Is There Enough Uranium for a Nuclear Renaissance?

At the current usage rate of 69,000 tonnes of uranium—and assuming all of it would come from mining—there is an 80-year supply based on the Red Book recoverable resources at a cost less than $130 per kilogram but that increases to a 100-year supply at double the cost. But what would happen if the number of reactors increased from the current 443 nuclear reactors to 1,000 reactors? Could they be supplied with uranium fuel? The Red Book estimates that there are undis­covered uranium resources of about 10.4 million tonnes, more than doubling the available uranium resources. And that does not include several major producers with large identified uranium resources that do not report estimates of undiscov­ered resources. Uranium resources should be similar to other metals that have been mined historically, in which the predictions of the depletion of a resource have not been met in reality (45). The MIT study on the future of nuclear power used a model to predict a tenfold increase in resources at a doubling of price due to increased exploration and reclassifying resources as economically recoverable.
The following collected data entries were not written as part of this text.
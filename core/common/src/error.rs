//! Common error types for the encrypted sync cache.

use thiserror::Error;

/// Top-level error type for cache operations.
#[derive(Debug, Error)]
pub enum Error {
    /// The remote delta feed could not be reached or returned garbage.
    ///
    /// Covers network failures, timeouts, HTTP error statuses and
    /// malformed payloads alike.
    #[error("Feed unavailable: {0}")]
    FeedUnavailable(String),

    /// A stored blob failed integrity verification or could not be decoded.
    #[error("Cache corrupted: {0}")]
    CacheCorrupted(String),

    /// No session key is installed.
    #[error("Cache key unavailable")]
    KeyUnavailable,

    /// A sync this caller coalesced onto finished in error.
    #[error("Sync of {collection} failed: {message}")]
    SyncFailed { collection: String, message: String },

    /// Cryptographic operation failed.
    #[error("Cryptographic error: {0}")]
    Crypto(String),

    /// Storage operation failed.
    #[error("Storage error: {0}")]
    Storage(String),

    /// I/O operation failed.
    #[error("I/O error: {0}")]
    Io(#[from] std::io::Error),

    /// Serialization or deserialization failed.
    #[error("Serialization error: {0}")]
    Serialization(String),

    /// Invalid input provided.
    #[error("Invalid input: {0}")]
    InvalidInput(String),

    /// Resource not found.
    #[error("Not found: {0}")]
    NotFound(String),
}

impl Error {
    /// Whether a retry of the same operation may succeed.
    pub fn is_retryable(&self) -> bool {
        matches!(self, Error::FeedUnavailable(_) | Error::Io(_))
    }
}

impl From<serde_json::Error> for Error {
    fn from(err: serde_json::Error) -> Self {
        Error::Serialization(err.to_string())
    }
}

/// Result type alias using the common Error.
pub type Result<T> = std::result::Result<T, Error>;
The study concludes that “the world-wide supply of uranium ore is sufficient to fuel the deployment of 1,000 reactors over the next half century and to maintain this level of deployment over a 40 year lifetime of this fleet” (52, 53).

But that is not the end of the story. Most of the world’s—and all of the United States’—nuclear fleet operates in a once-through mode known as an open fuel cycle. In an open fuel cycle, uranium is mined, enriched, made into fuel, burned in a reactor, and the spent nuclear fuel has to be stored until it decays. But the spent nuclear fuel contains uranium and plutonium that can be used for new nuclear fuel. In a closed fuel cycle, the spent nuclear fuel is recycled to extract the plutonium and uranium, providing a new resource to fuel reactors and reducing the nuclear waste storage problem. This is not only feasible but is currently being done in France and a few other countries, as discussed in Chapter 9. Reactors can have a maximum of about 30% of their fuel supply provided by recycled MOX fuel. If both the plutonium and uranium were recycled into new fuel, that could increase the available fuel resources by about 25%.